Command Line Arguments

PIDGINv3 uses a Command Line Interface (CLI) for all available functionality.

This tutorial assumes the PIDGINv3 repository is located at $PV3.

List of available arguments

To see all available options, run

$ python $PV3/predict.py -h
Usage: predict.py [options]

Options:
  -h, --help            show this help message and exit
  -f FILE               Input smiles or sdf file (required)
  -d DELIM, --smiles_delim=DELIM
                                                Input file (smiles) delimiter char (default: white
                                                space ' ')
  --smiles_column=SMICOL
                                                Input file (smiles) delimiter column (default: 0)
  --smiles_id_column=IDCOL
                                                Input file (smiles) ID column (default: 1)
  -o FILE               Optional output prediction file name
  -t, --transpose       Transpose output (rows are compounds, columns are
                                                targets)
  -n NCORES, --ncores=NCORES
                                                No. cores (default: 1)
  -b BIOACTIVITY, --bioactivity=BIOACTIVITY
                                                Bioactivity threshold (can use multiple split by ','.
                                                E.g. '100,10'
  -p PROBA, --proba=PROBA
                                                RF probability threshold (default: None)
  --ad=AD               Applicability Domain (AD) filter using percentile of
                                                weights [float]. Default: 90 (integer for percentile)
  --known_flag          Set known activities (annotate duplicates betweem
                                                input to train with correct label)
  --orthologues         Set to use orthologue bioactivity data in model
                                                generation
  --organism=ORGANISM   Organism filter (multiple can be specified using
                                                commas ',')
  --target_class=TARGETCLASS
                                                Target classification filter
  --min_size=MINSIZE    Minimum number of actives used in model generation
                                                (default: 10)
  --performance_filter=P_FILT
                                                Comma-seperated performance filtering using following
                                                nomenclature: validation_set[tsscv,l50so,l50po],metric
                                                [bedroc,roc,prauc,brier],performance_threshold[float].
                                                E.g 'tsscv,bedroc,0.5'
  --se_filter           Optional setting to restrict to models which do not
                                                require Sphere Exclusion (SE)
  --training_log        Optional setting to add training_details to the
                                                prediction file (large increase in output file size)
  --ntrees=NTREES       Specify the minimum number of trees for warm-start
                                                random forest models (N.B Potential large
                                                latency/memory cost)
  --preprocess_off      Turn off preprocessing using the flatkinson (eTox)
                                                standardizer (github.com/flatkinson/standardiser),
                                                size filter (100 >= Mw >= 1000 and organic mol check
                                                (C count >= 1)
  --std_dev             Turn on matrix calculation for the standard deviation
                                                of prediction across the trees in the forest
  --percentile          Turn on matrix calculation for the percentile of AD

Detailed explanations for the more complicated arguments

SMILES options (-d / –smiles_column / –smiles_id_column)

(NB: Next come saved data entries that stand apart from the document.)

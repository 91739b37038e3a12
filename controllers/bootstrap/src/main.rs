//! SnapCluster Bootstrap Controller
//!
//! Cluster API bootstrap provider for snapk8s clusters. Reconciles
//! `SnapClusterConfig` resources into cloud-init bootstrap data: the first
//! control plane machine initializes the cluster (serialized through the
//! cluster init lock), later machines join it as control plane nodes or
//! workers. The rendered cloud-config lands in a secret consumed by the
//! infrastructure provider.

mod controller;
mod error;
mod reconcile_helpers;
#[cfg(test)]
mod reconcile_helpers_test;
mod reconciler;
mod token;

use crate::error::ControllerError;
use controller::Controller;
use std::env;
use tracing::info;

#[tokio::main]
async fn main() -> Result<(), ControllerError> {
    tracing_subscriber::fmt::init();

    info!("Starting SnapCluster Bootstrap Controller");

    // Load configuration from environment variables
    let namespace = env::var("WATCH_NAMESPACE").ok();

    info!("Configuration:");
    info!(
        "  Namespace: {}",
        namespace.as_deref().unwrap_or("all namespaces")
    );

    // Initialize and run controller
    let controller = Controller::new(namespace).await?;
    controller.run().await?;

    Ok(())
}
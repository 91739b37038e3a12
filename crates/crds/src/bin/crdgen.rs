//! Prints the CRD manifests owned by this project to stdout.
//!
//! The Cluster API resources are installed by Cluster API itself and are
//! not emitted here.

use kube::CustomResourceExt;

use crds::{SnapClusterConfig, SnapClusterConfigTemplate};

fn main() -> Result<(), serde_yaml::Error> {
    print!("{}", serde_yaml::to_string(&SnapClusterConfig::crd())?);
    println!("---");
    print!(
        "{}",
        serde_yaml::to_string(&SnapClusterConfigTemplate::crd())?
    );
    Ok(())
}
//! Kubernetes version parsing and snap channel resolution.
//!
//! The snap channel for an installation is derived from the kubernetes
//! version (major.minor), the confinement mode and an optional risk level.
//! `install_argument` is a pure function: identical inputs always produce
//! the identical argument string, which the golden-output tests rely on.

use crate::error::Error;

/// Snap confinement mode for the snapk8s installation.
///
/// Strict confinement is only published for kubernetes 1.25 and newer;
/// the plan compiler rejects earlier versions before any channel argument
/// is built.
#[derive(Debug, Clone, Copy, PartialEq, Eq, Default)]
pub enum Confinement {
    /// Classic confinement (the default)
    #[default]
    Classic,
    /// Strict confinement
    Strict,
}

impl Confinement {
    /// Parses the confinement mode from its API string representation.
    ///
    /// Only `"strict"` selects strict confinement; anything else (including
    /// the empty string) falls back to classic, matching the API default.
    #[must_use]
    pub fn parse(s: &str) -> Self {
        if s == "strict" {
            Confinement::Strict
        } else {
            Confinement::Classic
        }
    }
}

/// Extracts the (major, minor) parts from a semantic version string.
///
/// Accepts an optional leading `v` and an optional pre-release or build
/// suffix (`v1.25.2-rc.1`, `1.26.0+build`). Fails with
/// [`Error::InvalidVersion`] when no numeric major.minor pair can be
/// recognized.
pub fn parse_version(version: &str) -> Result<(u64, u64), Error> {
    let stripped = version.trim().trim_start_matches('v');
    let core = stripped
        .split(['-', '+'])
        .next()
        .unwrap_or(stripped);

    let mut segments = core.split('.');
    let major = segments.next().and_then(|s| s.parse::<u64>().ok());
    let minor = segments.next().and_then(|s| s.parse::<u64>().ok());

    match (major, minor) {
        (Some(major), Some(minor)) => Ok((major, minor)),
        _ => Err(Error::InvalidVersion(version.to_string())),
    }
}

/// Rejects confinement/version combinations that have no published snap.
pub(crate) fn check_confinement(
    confinement: Confinement,
    major: u64,
    minor: u64,
) -> Result<(), Error> {
    if confinement == Confinement::Strict && minor < 25 {
        return Err(Error::UnsupportedConfinement { major, minor });
    }
    Ok(())
}

/// Builds the argument string passed to the install script.
///
/// The channel is `{major}.{minor}`, suffixed with `-strict` for strict
/// confinement and `/{risk_level}` when a risk level is given. Classic
/// confinement additionally needs the `--classic` flag.
#[must_use]
pub fn install_argument(
    confinement: Confinement,
    risk_level: &str,
    major: u64,
    minor: u64,
) -> String {
    let mut channel = format!("{major}.{minor}");
    if confinement == Confinement::Strict {
        channel.push_str("-strict");
    }
    if !risk_level.is_empty() {
        channel.push('/');
        channel.push_str(risk_level);
    }

    let mut argument = format!("--channel {channel}");
    if confinement != Confinement::Strict {
        argument.push_str(" --classic");
    }
    argument
}
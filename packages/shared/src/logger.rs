//! Logger setup.
//!
//! Diagnostics are written to stderr so that stdout carries only program
//! output. `RUST_LOG` takes precedence over the default level when set.

use tracing::level_filters::LevelFilter;
use tracing_subscriber::{EnvFilter, fmt, prelude::*};

/// Crates whose own logs never go above `warn` unless `RUST_LOG` says otherwise.
const QUIET_TARGETS: &[&str] = &["tungstenite", "tokio_tungstenite", "rustls"];

/// Build the env filter used by [`setup_logger`].
///
/// # Arguments
///
/// * `default_level` - Level applied when `RUST_LOG` is not set
pub fn build_filter(default_level: LevelFilter) -> EnvFilter {
    EnvFilter::try_from_default_env().unwrap_or_else(|_| {
        let quiet_level = default_level.min(LevelFilter::WARN);
        let mut directives = default_level.to_string();
        for target in QUIET_TARGETS {
            directives.push_str(&format!(",{target}={quiet_level}"));
        }
        EnvFilter::new(directives)
    })
}

/// Initialize the global tracing subscriber.
///
/// Calling this more than once is harmless: later calls are ignored.
///
/// # Arguments
///
/// * `bin_name` - Name of the running binary
/// * `default_level` - Level applied when `RUST_LOG` is not set
pub fn setup_logger(bin_name: &str, default_level: LevelFilter) {
    let initialized = tracing_subscriber::registry()
        .with(build_filter(default_level))
        .with(fmt::layer().with_writer(std::io::stderr).with_target(false))
        .try_init()
        .is_ok();

    if initialized {
        tracing::debug!("Logger initialized for '{}' (level: {})", bin_name, default_level);
    }
}
//! One-shot WebSocket client.
//!
//! Connects to an endpoint, sends one text message, prints the first reply
//! and closes the connection.

pub mod cli;
pub mod domain;
pub mod error;
pub mod runner;
pub mod session;

// Re-export entry points
pub use cli::Cli;
pub use runner::run_client;
//! Command-line arguments.

use clap::Parser;
use tracing::level_filters::LevelFilter;

use crate::domain::{DEFAULT_ADDRESS, EchoRequest, WorkMode};

/// Send one message to a WebSocket endpoint and print the reply.
#[derive(Debug, Clone, Parser)]
#[command(name = "wsecho", version, about)]
pub struct Cli {
    /// WebSocket address
    #[arg(long, default_value = DEFAULT_ADDRESS)]
    pub address: String,

    /// Work mode
    #[arg(long, value_enum, default_value_t = WorkMode::Echo)]
    pub mode: WorkMode,

    /// Log level for diagnostics on stderr (overridden by RUST_LOG)
    #[arg(long, default_value_t = LevelFilter::WARN)]
    pub log_level: LevelFilter,

    /// Content to send
    pub content: String,
}

impl Cli {
    /// Build the echo request described by these arguments.
    pub fn echo_request(&self) -> EchoRequest {
        EchoRequest::new(self.address.clone(), self.content.clone())
    }
}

PIDGINv3 interprets SMILES files (*.smi or *.smiles) using the conventional OpenSMILES specification §4.5), comprising a first column of smiles separated by a white line ( ) character and additional entries as identifiers.

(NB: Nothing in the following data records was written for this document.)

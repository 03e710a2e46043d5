//! Integration tests for building, finalizing and running plans
//!
//! These tests drive the builder, the local engine and the state stores
//! together the way a deployment hook runner would.

use serde_json::json;
use singlerun_core::engine::{invoker_fn, record_success_invoker, UnitOutcome};
use singlerun_core::visualization::{to_state_machine, VisualizationOptions};
use singlerun_core::{
    finalize, ChainBuilder, LocalEngine, PlanError, Registry, RegistryDef, Step, WorkUnit,
};
use singlerun_state::{FileStateStore, InMemoryStateStore, StateKey, StateRecord, StateStore};
use std::sync::atomic::{AtomicUsize, Ordering};
use std::sync::Arc;
use std::time::Duration;
use tempfile::TempDir;

fn deploy_registry() -> Registry {
    Registry::builder()
        .register(WorkUnit::new("A"))
        .unwrap()
        .register(WorkUnit::idempotent("B"))
        .unwrap()
        .build()
}

/// Invoker counting its calls and recording success
fn counting_invoker(calls: Arc<AtomicUsize>) -> Arc<dyn singlerun_core::Invoker> {
    invoker_fn(move |ctx| {
        let calls = Arc::clone(&calls);
        Box::pin(async move {
            calls.fetch_add(1, Ordering::SeqCst);
            ctx.record_success().await?;
            Ok(json!({ "unit": ctx.unit, "tenant": ctx.tenant }))
        })
    })
}

#[tokio::test]
async fn test_mixed_registry_end_to_end() {
    let plan = ChainBuilder::new("acme")
        .unwrap()
        .build(Step::pass("Start"), &deploy_registry());

    // [invoke A] -> [check B] -> [branch: payload == "true" ? skip B : invoke B]
    let ids: Vec<String> = plan.steps().map(Step::id).collect();
    assert_eq!(ids, vec!["Start", "A", "Check B", "B succeeded?"]);

    let a_calls = Arc::new(AtomicUsize::new(0));
    let b_calls = Arc::new(AtomicUsize::new(0));
    let engine = LocalEngine::new(Arc::new(InMemoryStateStore::new()));
    engine.register_invoker("A", counting_invoker(Arc::clone(&a_calls))).await;
    engine.register_invoker("B", counting_invoker(Arc::clone(&b_calls))).await;

    let registered = finalize(&engine, plan, "deploy-hooks", Duration::from_secs(30))
        .await
        .unwrap();
    assert_eq!(registered.units, 2);

    for _ in 0..3 {
        engine.execute("deploy-hooks").await.unwrap();
    }

    assert_eq!(a_calls.load(Ordering::SeqCst), 3);
    assert_eq!(b_calls.load(Ordering::SeqCst), 1);
}

#[tokio::test]
async fn test_existing_marker_prevents_invocation() {
    let store = InMemoryStateStore::with_records(vec![StateRecord::succeeded(StateKey::new(
        "B", "acme",
    ))]);
    let engine = LocalEngine::new(Arc::new(store));
    let b_calls = Arc::new(AtomicUsize::new(0));
    engine.register_invoker("A", record_success_invoker()).await;
    engine.register_invoker("B", counting_invoker(Arc::clone(&b_calls))).await;

    let plan = ChainBuilder::new("acme")
        .unwrap()
        .build(Step::pass("Start"), &deploy_registry());
    finalize(&engine, plan, "deploy-hooks", Duration::from_secs(30))
        .await
        .unwrap();

    let report = engine.execute("deploy-hooks").await.unwrap();
    assert_eq!(b_calls.load(Ordering::SeqCst), 0);
    assert_eq!(report.skipped(), vec!["B"]);
    assert_eq!(report.units[1].outcome, UnitOutcome::Skipped);
}

#[tokio::test]
async fn test_unit_without_marker_is_retried_next_run() {
    // B succeeds without writing its marker, so it stays eligible
    let engine = LocalEngine::new(Arc::new(InMemoryStateStore::new()));
    let b_calls = Arc::new(AtomicUsize::new(0));
    let calls = Arc::clone(&b_calls);
    engine.register_invoker("A", record_success_invoker()).await;
    engine
        .register_invoker(
            "B",
            invoker_fn(move |_ctx| {
                let calls = Arc::clone(&calls);
                Box::pin(async move {
                    calls.fetch_add(1, Ordering::SeqCst);
                    Ok(serde_json::Value::Null)
                })
            }),
        )
        .await;

    let plan = ChainBuilder::new("acme")
        .unwrap()
        .build(Step::pass("Start"), &deploy_registry());
    finalize(&engine, plan, "deploy-hooks", Duration::from_secs(30))
        .await
        .unwrap();

    engine.execute("deploy-hooks").await.unwrap();
    engine.execute("deploy-hooks").await.unwrap();
    assert_eq!(b_calls.load(Ordering::SeqCst), 2);
}

#[tokio::test]
async fn test_markers_persist_in_file_store() {
    let dir = TempDir::new().unwrap();
    let path = dir.path().join("state.json");
    let plan = ChainBuilder::new("acme")
        .unwrap()
        .build(Step::pass("Start"), &deploy_registry());

    {
        let engine = LocalEngine::new(Arc::new(FileStateStore::open(&path).await.unwrap()));
        engine.register_invoker("A", record_success_invoker()).await;
        engine.register_invoker("B", record_success_invoker()).await;
        finalize(&engine, plan.clone(), "deploy-hooks", Duration::from_secs(30))
            .await
            .unwrap();
        let report = engine.execute("deploy-hooks").await.unwrap();
        assert_eq!(report.invoked(), vec!["A", "B"]);
    }

    let store = FileStateStore::open(&path).await.unwrap();
    assert!(store.has_succeeded(&StateKey::new("B", "acme")).await.unwrap());

    let engine = LocalEngine::new(Arc::new(store));
    engine.register_invoker("A", record_success_invoker()).await;
    engine.register_invoker("B", record_success_invoker()).await;
    finalize(&engine, plan, "deploy-hooks", Duration::from_secs(30))
        .await
        .unwrap();
    let report = engine.execute("deploy-hooks").await.unwrap();
    assert_eq!(report.invoked(), vec!["A"]);
    assert_eq!(report.skipped(), vec!["B"]);
}

#[tokio::test]
async fn test_tenants_are_tracked_separately() {
    let store: Arc<dyn StateStore> = Arc::new(InMemoryStateStore::new());
    let registry = deploy_registry();

    let engine = LocalEngine::new(Arc::clone(&store));
    engine.register_invoker("A", record_success_invoker()).await;
    engine.register_invoker("B", record_success_invoker()).await;

    for tenant in ["acme", "globex"] {
        let plan = ChainBuilder::new(tenant)
            .unwrap()
            .build(Step::pass("Start"), &registry);
        finalize(&engine, plan, format!("hooks-{}", tenant), Duration::from_secs(30))
            .await
            .unwrap();
    }

    engine.execute("hooks-acme").await.unwrap();
    let globex = engine.execute("hooks-globex").await.unwrap();
    assert_eq!(globex.invoked(), vec!["A", "B"]);

    let acme = engine.execute("hooks-acme").await.unwrap();
    assert_eq!(acme.skipped(), vec!["B"]);
    assert_eq!(store.list_tenant("acme").await.unwrap().len(), 2);
}

#[tokio::test]
async fn test_zero_timeout_never_registers() {
    let engine = LocalEngine::new(Arc::new(InMemoryStateStore::new()));
    let plan = ChainBuilder::new("acme")
        .unwrap()
        .build(Step::pass("Start"), &deploy_registry());

    let result = finalize(&engine, plan, "deploy-hooks", Duration::ZERO).await;
    assert!(matches!(result, Err(PlanError::Configuration(_))));
    assert!(engine.plan_names().await.is_empty());
}

#[tokio::test]
async fn test_yaml_definition_to_state_machine() {
    let def = RegistryDef::from_str(
        r#"
name: deploy-hooks
tenant: acme
timeout_secs: 60
units:
  - name: A
  - name: B
    idempotent: true
"#,
    )
    .unwrap();

    let plan = def.build_plan().unwrap();
    let doc = to_state_machine(&plan, &VisualizationOptions::states()).unwrap();
    assert_eq!(doc["States"]["A"]["Next"], "Check B");
    assert_eq!(doc["States"]["B succeeded?"]["Choices"][0]["Variable"], "$.B.payload");

    let engine = LocalEngine::new(Arc::new(InMemoryStateStore::new()));
    engine.register_invoker("A", record_success_invoker()).await;
    engine.register_invoker("B", record_success_invoker()).await;
    let registered = finalize(&engine, plan, def.name.as_str(), def.timeout())
        .await
        .unwrap();
    assert_eq!(registered.timeout_ms, 60_000);
}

An example of such a file is included in the examples directory for the SMILES file named test.smi, containing two molecules whose SMILES strings are defined as:

test.smi
COc1cc2c3CN4CCC[C@H]4[C@@H](O)c3c5ccc(O)cc5c2cc1OC CompoundID1
COc1cc2c3CN4CCC[C@H]4[C@@H](O)c3c5ccc(O)c(OC)c5c2cc1OC CompoundID2

The following arguments can alter this behaviour, if desired, to accomodate for different file strcutures:

  • -d (or --smiles_delim)
  • --smiles_column
  • --smiles_id_column

For example test2.smi contains a comma separated file whose first column is the ID and SMILES in the second column.

test2.smi
Input1,CCCCOc1ccc2c3ccnc(\C=C\c4ccc(OC)cc4)c3n(CCCc5ccccc5)c2c1
Input2,COc1ccc(\C=C\c2nccc3c4ccccc4n(CCCc5ccccc5)c23)cc1
Input3,CCCCn1c2ccccc2c3ccnc(\C=C\c4ccc(OC)cc4)c13
Input4,COc1cc(\C=C\c2nccc3c4ccccc4[nH]c23)cc(OC)c1OC
Input5,COc1ccc(\C=C\c2c3c(cc[n+]2Cc4ccccc4)c5ccccc5n3CCCc6ccccc6)cc1
Input6,CCCCn1c2ccccc2c3ccnc(C)c13
Input7,Cc1nccc2c3ccccc3n(CCCc4ccccc4)c12
Input8,COc1ccc(\C=C\c2nccc3c4ccccc4[nH]c23)cc1
Input9,C(=C\c1nccc2c3ccccc3[nH]c12)/c4ccccc4
Input10,Cc1nccc2c3ccccc3[nH]c12

Thus the following command should be used when running any commands:

$ python $PV3/predict.py -f test2.smi -d ',' --smiles_column 1 --smiles_id_column 0

Note

PIDGINv3 generates a warning message for any user input files which are neither *.smi / *.smi or *.sdf, and will interpret any other file as a SMILES.

Transpose options (-t)

Transposes the prediction matrix from rows as targets and columns as compounds, to rows are columns and columns as compounds.

Note

This will remove the metadata for each target (just the Uniprot name will be used) to ensure only one column header is used.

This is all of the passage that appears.